Daddy Nose Best, fourth in the American Derby (gr. IIIT) last time out at Arlington Park July 14, worked five furlongs in 1:03.45 around the "dogs" on the Oklahoma turf course July 30. Meet-leading jockey Ramon Dominguez picks up the mount from post eight.
"He had a nice breeze last Monday, and I like how he comes out of his turf races better," Asmussen said.
Trainer Philip Gleaves has shipped Csaba (pronounced CHA-ba) to Saratoga from his base at Calder Race Course in Florida for Seahorse Stable and Bruce Hollander. The son of red-hot turf sire Kitten's Joy has failed to win in two tries on grass, but the defeats were by small margins to stakes winners Summer Front and Howe Great.
Gleaves trained the hard-hitting handicap horse Mambo Meister and dearly wanted Csaba to win the inaugural running of the stakes race named in his honor in May at Calder, but was beaten by a half-length. In his most recent start, Csaba rode the rail and ripped off an 8 1/4-length victory on the dirt at Calder in the El Kaiser Stakes, earning a 99 Beyer Speed Figure.
"He's graded-stakes placed on the grass this past winter at Gulfstream Park and coming off a nice win at Calder," Gleaves said. "You'd think his pedigree—with Kitten's Joy and War Chant as broodmare sire—screams turf, and we thought we'd give him another chance."
Jockey Julien Leparoux will ride the 4-1 third choice from post three.
Another Hall of Fame entrant without a turf victory but a good chance to win is Spring to the Sky for trainer Bruce Brown and owner Anthony McCarthy. The son of Langfuhr has competed on the grass in his past two starts—the Hill Prince (gr. III) in June at Belmont Park and the Duluth Stakes on the third day of the Spa meet —and both times was defeated by Summer Front despite powerful efforts. Jockey Javier Castellano takes over the mount on the 12-1 shot leaving the six hole.
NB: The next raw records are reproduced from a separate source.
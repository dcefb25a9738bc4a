//! Bulk-copy destinations.  A destination knows how to drop a table and how
//! to copy a CSV byte stream into it.

pub mod duckdb_copy;
pub mod postgres_copy;

use std::io::{self, Read};

use thiserror::Error;

use super::schema::{CoerceError, FieldType, Schema};
use super::table_config::{DecodeError, Dialect, Encoding};

pub use duckdb_copy::DuckDbDestination;
pub use postgres_copy::PostgresDestination;

#[derive(Error, Debug)]
pub enum DestinationError {
    #[error("DuckDB error: {0}")]
    DuckDb(#[from] duckdb::Error),
    #[error("PostgreSQL error: {0}")]
    Postgres(#[from] postgres::Error),
    #[error("I/O error: {0}")]
    Io(#[from] io::Error),
    #[error("CSV error: {0}")]
    Csv(#[from] csv::Error),
    #[error("Header has {found} columns, schema {schema:?} has {expected}")]
    HeaderMismatch {
        schema: String,
        expected: usize,
        found: usize,
    },
    #[error("Line {line}: expected {expected} columns, found {found}")]
    ColumnCount {
        line: u64,
        expected: usize,
        found: usize,
    },
    #[error("Line {line}: {source}")]
    Coerce { line: u64, source: CoerceError },
    #[error("Line {line}, column {column:?}: {source}")]
    Decode {
        line: u64,
        column: String,
        source: DecodeError,
    },
}

/// Table creation hints passed through to the destination.
#[derive(Debug, Clone, Default, PartialEq, Eq)]
pub struct StorageOptions {
    /// Create the table without write-ahead logging.
    pub unlogged: bool,
    /// Table access method, e.g. `heap`.
    pub storage_method: Option<String>,
}

/// Everything a destination needs to know to copy one file.
#[derive(Debug, Clone, Copy)]
pub struct CopyRequest<'a> {
    pub table: &'a str,
    pub schema: &'a Schema,
    pub encoding: Encoding,
    pub dialect: Dialect,
    pub has_header: bool,
    pub storage: &'a StorageOptions,
}

#[derive(Debug, Clone, Copy, PartialEq, Eq, Default)]
pub struct CopyResult {
    pub rows_imported: u64,
}

pub trait Destination {
    fn drop_table(&mut self, table: &str) -> Result<(), DestinationError>;

    /// Create the table if needed and copy all rows of `reader` into it.
    /// `reader` is read to the end; progress is reported by the reader itself.
    fn copy_from_reader(
        &mut self,
        reader: &mut dyn Read,
        request: &CopyRequest<'_>,
    ) -> Result<CopyResult, DestinationError>;
}

/// Open a destination from a connection string.  `postgres://` and
/// `postgresql://` URLs go to PostgreSQL, anything else is a DuckDB path.
pub fn connect(url: &str) -> Result<Box<dyn Destination>, DestinationError> {
    if url.starts_with("postgres://") || url.starts_with("postgresql://") {
        Ok(Box::new(PostgresDestination::connect(url)?))
    } else {
        Ok(Box::new(DuckDbDestination::open(url)?))
    }
}

/// Reports the number of bytes read through it.  Wrap the raw source, not
/// the null-marked stream, so the count matches the declared entry sizes.
pub struct ProgressReader<'a, R> {
    inner: R,
    callback: &'a mut dyn FnMut(u64),
}

impl<'a, R: Read> ProgressReader<'a, R> {
    pub fn new(inner: R, callback: &'a mut dyn FnMut(u64)) -> Self {
        ProgressReader { inner, callback }
    }
}

impl<R: Read> Read for ProgressReader<'_, R> {
    fn read(&mut self, buf: &mut [u8]) -> io::Result<usize> {
        let n = self.inner.read(buf)?;
        if n > 0 {
            (self.callback)(n as u64);
        }
        Ok(n)
    }
}

pub fn quote_identifier(name: &str) -> String {
    format!("\"{}\"", name.replace('"', "\"\""))
}

/// Column list for `CREATE TABLE`, e.g. `"a" TEXT, "b" BIGINT`.
pub(crate) fn column_definitions(schema: &Schema, sql_type: fn(&FieldType) -> &'static str) -> String {
    schema
        .fields
        .iter()
        .map(|f| format!("{} {}", quote_identifier(&f.name), sql_type(&f.field_type)))
        .collect::<Vec<_>>()
        .join(", ")
}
"He breezed great, unbelievable," Brown said after Spring to the Sky worked five furlongs in :59.08 on the Oklahoma training turf course, the best of 10 works Aug. 3 at the distance.
Spring to the Sky was 37-1 in his turf debut and 19-1 last out when third in the Duluth. Brown discounted the Hill Prince, run at a mile after a six-furlong dirt race.
"I wasn't training him to run long; he got pressed and hung in there," Brown said. "I brought him up here early and trained him on the grass, and he just got better and better. His odds should come down. He's from the family of 1999 female turf champion Soaring Softly. He's good on dirt, but he floats on the turf."
Spring to the Sky likes to run on the pace and likely will have to deal with the speedy Yari, a gelded son of First Samurai in the barn of trainer Chad Brown. Yari has a record of 3-2-0 from five grass starts for Lake Lonely Racing, and he picked up his first win on the grass in March in a $35,000 maiden-claiming race. The Hall of Fame will be his first try in a stakes race.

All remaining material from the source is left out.